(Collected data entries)
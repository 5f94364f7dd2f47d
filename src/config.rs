//! Run configuration, loadable from JSON.

use std::{fs::File, io::BufReader, path::Path};

use serde::{Deserialize, Serialize};

use crate::{dataset::SampleOptions, driver::DriverConfig, kmeans::Params, Error, Result};

/// Everything needed to go from a training directory to written groupings.
///
/// Missing fields take their default values.
#[derive(Debug, Clone, PartialEq, Serialize, Deserialize)]
#[serde(default)]
pub struct Config {
    /// Feature dimensions produced per sample.
    pub dimensions: usize,
    /// Maximum number of samples averaged per class.
    pub sample_size: usize,
    /// Extension of per-sample feature files.
    pub extension: String,
    pub kmeans: Params,
    /// Seed, candidate sizes, failure policy and parallelism, stored at the top level.
    #[serde(flatten)]
    pub driver: DriverConfig,
}

impl Default for Config {
    fn default() -> Self {
        Self {
            dimensions: 1000,
            sample_size: 125,
            extension: "f32".to_string(),
            kmeans: Params::default(),
            driver: DriverConfig::default(),
        }
    }
}

impl Config {
    /// Read a JSON config from `path`.
    pub fn from_json_file(path: &Path) -> Result<Self> {
        let file = File::open(path).map_err(|e| match e.kind() {
            std::io::ErrorKind::NotFound => Error::MissingResource(path.to_path_buf()),
            _ => Error::Io(e),
        })?;
        let config: Self = serde_json::from_reader(BufReader::new(file))?;
        config.validate()?;
        Ok(config)
    }

    /// Check values that cannot be represented as invalid by their types.
    pub fn validate(&self) -> Result<()> {
        if self.dimensions == 0 {
            return Err(Error::input("dimensions must be > 0"));
        }
        if self.sample_size == 0 {
            return Err(Error::input("sample_size must be > 0"));
        }
        if self.kmeans.n_init == 0 {
            return Err(Error::input("kmeans.n_init must be > 0"));
        }
        Ok(())
    }

    pub fn sample_options(&self) -> SampleOptions {
        SampleOptions {
            dimensions: self.dimensions,
            sample_size: self.sample_size,
            extension: self.extension.clone(),
        }
    }
}

#[cfg(test)]
mod test {
    use std::fs;

    use super::Config;
    use crate::{
        driver::{OnError, SizeRange},
        kmeans::InitializationMethod,
        Error,
    };

    #[test]
    fn defaults() {
        let config = Config::default();
        assert_eq!(config.dimensions, 1000);
        assert_eq!(config.sample_size, 125);
        assert_eq!(config.driver.seed, 42);
        assert!(config.validate().is_ok());
        assert_eq!(config.sample_options().extension, "f32");
    }

    #[test]
    fn partial_json_file() {
        let dir = tempfile::tempdir().unwrap();
        let path = dir.path().join("config.json");
        fs::write(
            &path,
            r#"{
                "dimensions": 4,
                "kmeans": {"initialization": "random"},
                "seed": 3,
                "on_error": "continue",
                "parallel": true
            }"#,
        )
        .unwrap();
        let config = Config::from_json_file(&path).unwrap();
        assert_eq!(config.dimensions, 4);
        assert_eq!(config.sample_size, 125);
        assert_eq!(config.kmeans.initialization, InitializationMethod::Random);
        assert_eq!(config.kmeans.iters, 300);
        assert_eq!(config.driver.seed, 3);
        assert_eq!(config.driver.on_error, OnError::Continue);
        assert!(config.driver.parallel);
    }

    #[test]
    fn driver_fields_at_top_level() {
        let dir = tempfile::tempdir().unwrap();
        let path = dir.path().join("config.json");
        fs::write(
            &path,
            r#"{"seed": 7, "on_error": "continue", "parallel": true, "sizes": {"max": 4}}"#,
        )
        .unwrap();
        let config = Config::from_json_file(&path).unwrap();
        assert_eq!(config.driver.seed, 7);
        assert_eq!(config.driver.on_error, OnError::Continue);
        assert!(config.driver.parallel);
        assert_eq!(config.driver.sizes, SizeRange { min: None, max: Some(4) });

        let json = serde_json::to_value(&config).unwrap();
        assert_eq!(json["seed"], 7);
        assert!(json.get("driver").is_none());
    }

    #[test]
    fn invalid_files() {
        let dir = tempfile::tempdir().unwrap();
        assert!(matches!(
            Config::from_json_file(&dir.path().join("missing.json")),
            Err(Error::MissingResource(_))
        ));

        let path = dir.path().join("bad.json");
        fs::write(&path, "{not json").unwrap();
        assert!(matches!(
            Config::from_json_file(&path),
            Err(Error::Config(_))
        ));

        fs::write(&path, r#"{"sample_size": 0}"#).unwrap();
        assert!(matches!(
            Config::from_json_file(&path),
            Err(Error::Input(_))
        ));
    }
}
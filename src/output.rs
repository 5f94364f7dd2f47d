//! Text output of partitions: one file per group size, one line per group.

use std::{
    fs,
    io::{BufWriter, Write},
    path::{Path, PathBuf},
};

use tempfile::NamedTempFile;
use tracing::info;

use crate::{driver::PartitionSink, features::FeatureSet, partition::Partition, Result};

/// Name of the directory under the root that partitions are written to.
pub const GROUPINGS_DIR: &str = "groupings";

/// Writes each partition to `<root>/groupings/groups_<max group size>.txt`.
///
/// Each line holds the space separated labels of one group in assignment order. Files are
/// staged in a temporary file and renamed into place, so a failed write never leaves a partial
/// artifact behind.
#[derive(Debug, Clone)]
pub struct GroupingsWriter {
    dir: PathBuf,
}

impl GroupingsWriter {
    /// Create a writer for `root`, creating the `groupings` directory if needed.
    pub fn create(root: &Path) -> Result<Self> {
        let dir = root.join(GROUPINGS_DIR);
        fs::create_dir_all(&dir)?;
        Ok(Self { dir })
    }

    pub fn dir(&self) -> &Path {
        &self.dir
    }

    /// Path of the file written for `max_group_size`.
    pub fn path(&self, max_group_size: usize) -> PathBuf {
        self.dir.join(format!("groups_{max_group_size}.txt"))
    }
}

/// Write one line per group of `partition` to `out`.
pub fn write_groups<W: Write>(
    out: &mut W,
    features: &FeatureSet,
    partition: &Partition,
) -> Result<()> {
    for labels in partition.labels(features) {
        writeln!(out, "{}", labels.join(" "))?;
    }
    Ok(())
}

impl PartitionSink for GroupingsWriter {
    fn write(&self, features: &FeatureSet, partition: &Partition) -> Result<()> {
        let path = self.path(partition.max_group_size().get());
        let mut staged = NamedTempFile::new_in(&self.dir)?;
        {
            let mut out = BufWriter::new(staged.as_file_mut());
            write_groups(&mut out, features, partition)?;
            out.flush()?;
        }
        staged.persist(&path).map_err(|e| e.error)?;
        info!(path = %path.display(), groups = partition.len(), "wrote groupings");
        Ok(())
    }
}

#[cfg(test)]
mod test {
    use std::fs;

    use super::{write_groups, GroupingsWriter};
    use crate::{
        driver::PartitionSink,
        features::FeatureSet,
        input::VecVectorStore,
        partition::greedy_assign,
    };

    fn scenario() -> FeatureSet {
        FeatureSet::new(
            1,
            [
                ("A", vec![0.0]),
                ("B", vec![1.0]),
                ("C", vec![10.0]),
                ("D", vec![11.0]),
                ("E", vec![20.0]),
            ],
        )
        .unwrap()
    }

    fn centroids(points: &[f32]) -> VecVectorStore<f32> {
        let mut store = VecVectorStore::<f32>::new(1);
        for p in points {
            store.push(&[*p]);
        }
        store
    }

    #[test]
    fn lines_per_group() {
        let features = scenario();
        let p = greedy_assign(features.vectors(), &centroids(&[0.5, 10.5, 20.0]), 2).unwrap();
        let mut out = Vec::new();
        write_groups(&mut out, &features, &p).unwrap();
        assert_eq!(String::from_utf8(out).unwrap(), "A B\nC D\nE\n");
    }

    #[test]
    fn empty_group_is_blank_line() {
        let features = scenario();
        let p = greedy_assign(features.vectors(), &centroids(&[0.0, 20.0]), 5).unwrap();
        let mut out = Vec::new();
        write_groups(&mut out, &features, &p).unwrap();
        assert_eq!(String::from_utf8(out).unwrap(), "A B C D E\n\n");
    }

    #[test]
    fn writes_file_per_size() {
        let root = tempfile::tempdir().unwrap();
        let writer = GroupingsWriter::create(root.path()).unwrap();
        assert!(writer.dir().is_dir());

        let features = scenario();
        let p = greedy_assign(features.vectors(), &centroids(&[20.0, 0.5, 10.5]), 2).unwrap();
        writer.write(&features, &p).unwrap();

        let path = root.path().join("groupings").join("groups_2.txt");
        assert_eq!(writer.path(2), path);
        assert_eq!(fs::read_to_string(&path).unwrap(), "E D\nA B\nC\n");
        // Only the final artifact remains, no staged temporaries.
        assert_eq!(fs::read_dir(writer.dir()).unwrap().count(), 1);
    }

    #[test]
    fn failed_write_leaves_no_file() {
        let root = tempfile::tempdir().unwrap();
        let writer = GroupingsWriter::create(root.path()).unwrap();
        fs::remove_dir(writer.dir()).unwrap();

        let features = scenario();
        let p = greedy_assign(features.vectors(), &centroids(&[0.5, 10.5, 20.0]), 2).unwrap();
        assert!(writer.write(&features, &p).is_err());
        assert!(!writer.path(2).exists());
    }
}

### EXERCISE PROMPT
Would you copy each line of the records that contains "return"?

### COMPLETED TASK
            return Err(Error::input("dimensions must be > 0"));
            return Err(Error::input("sample_size must be > 0"));
            return Err(Error::input("kmeans.n_init must be > 0"));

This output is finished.